### Data section

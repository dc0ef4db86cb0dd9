//! Audit events repository

use std::sync::Arc;

use serde_json::Value;

use crate::{
    error::AppResult,
    store::{DataStore, Record},
};

pub const TABLE: &str = "app_events";

/// One row of the audit trail
#[derive(Debug, Clone, PartialEq)]
pub struct NewEvent {
    pub event_name: String,
    pub user_id: Option<String>,
    pub hospital_id: Option<String>,
    pub event_props: Value,
}

#[derive(Clone)]
pub struct EventsRepository {
    store: Arc<dyn DataStore>,
}

impl EventsRepository {
    pub fn new(store: Arc<dyn DataStore>) -> Self {
        Self { store }
    }

    pub async fn insert(&self, event: NewEvent) -> AppResult<()> {
        let mut record = Record::new();
        record.insert("event_name".into(), Value::String(event.event_name));
        record.insert("user_id".into(), event.user_id.map(Value::String).unwrap_or(Value::Null));
        record.insert(
            "hospital_id".into(),
            event.hospital_id.map(Value::String).unwrap_or(Value::Null),
        );
        record.insert("event_props".into(), event.event_props);

        self.store.insert_row(TABLE, record).await?;
        Ok(())
    }
}

#[cfg(test)]
mod tests {
    use super::*;
    use crate::store::MockDataStore;
    use serde_json::json;

    #[tokio::test]
    async fn test_insert_writes_audit_columns() {
        let mut store = MockDataStore::new();
        store
            .expect_insert_row()
            .withf(|table, record| {
                table == "app_events"
                    && Value::Object(record.clone())
                        == json!({
                            "event_name": "appointment_deleted",
                            "user_id": null,
                            "hospital_id": "h-1",
                            "event_props": {"appointment_id": "apt-1"}
                        })
            })
            .times(1)
            .returning(|_, record| Ok(record));

        let repo = EventsRepository::new(Arc::new(store));
        repo.insert(NewEvent {
            event_name: "appointment_deleted".to_string(),
            user_id: None,
            hospital_id: Some("h-1".to_string()),
            event_props: json!({"appointment_id": "apt-1"}),
        })
        .await
        .unwrap();
    }
}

######

### Description of the task:
Would you write out all of the data again, unchanged?

### Finished exercise:
repository dc0ef4db86cb0dd9
//! Audit events repository

use std::sync::Arc;

use serde_json::Value;

use crate::{
    error::AppResult,
    store::{DataStore, Record},
};

pub const TABLE: &str = "app_events";

/// One row of the audit trail
#[derive(Debug, Clone, PartialEq)]
pub struct NewEvent {
    pub event_name: String,
    pub user_id: Option<String>,
    pub hospital_id: Option<String>,
    pub event_props: Value,
}

#[derive(Clone)]
pub struct EventsRepository {
    store: Arc<dyn DataStore>,
}

impl EventsRepository {
    pub fn new(store: Arc<dyn DataStore>) -> Self {
        Self { store }
    }

    pub async fn insert(&self, event: NewEvent) -> AppResult<()> {
        let mut record = Record::new();
        record.insert("event_name".into(), Value::String(event.event_name));
        record.insert("user_id".into(), event.user_id.map(Value::String).unwrap_or(Value::Null));
        record.insert(
            "hospital_id".into(),
            event.hospital_id.map(Value::String).unwrap_or(Value::Null),
        );
        record.insert("event_props".into(), event.event_props);

        self.store.insert_row(TABLE, record).await?;
        Ok(())
    }
}

#[cfg(test)]
mod tests {
    use super::*;
    use crate::store::MockDataStore;
    use serde_json::json;

    #[tokio::test]
    async fn test_insert_writes_audit_columns() {
        let mut store = MockDataStore::new();
        store
            .expect_insert_row()
            .withf(|table, record| {
                table == "app_events"
                    && Value::Object(record.clone())
                        == json!({
                            "event_name": "appointment_deleted",
                            "user_id": null,
                            "hospital_id": "h-1",
                            "event_props": {"appointment_id": "apt-1"}
                        })
            })
            .times(1)
            .returning(|_, record| Ok(record));

        let repo = EventsRepository::new(Arc::new(store));
        repo.insert(NewEvent {
            event_name: "appointment_deleted".to_string(),
            user_id: None,
            hospital_id: Some("h-1".to_string()),
            event_props: json!({"appointment_id": "apt-1"}),
        })
        .await
        .unwrap();
    }
}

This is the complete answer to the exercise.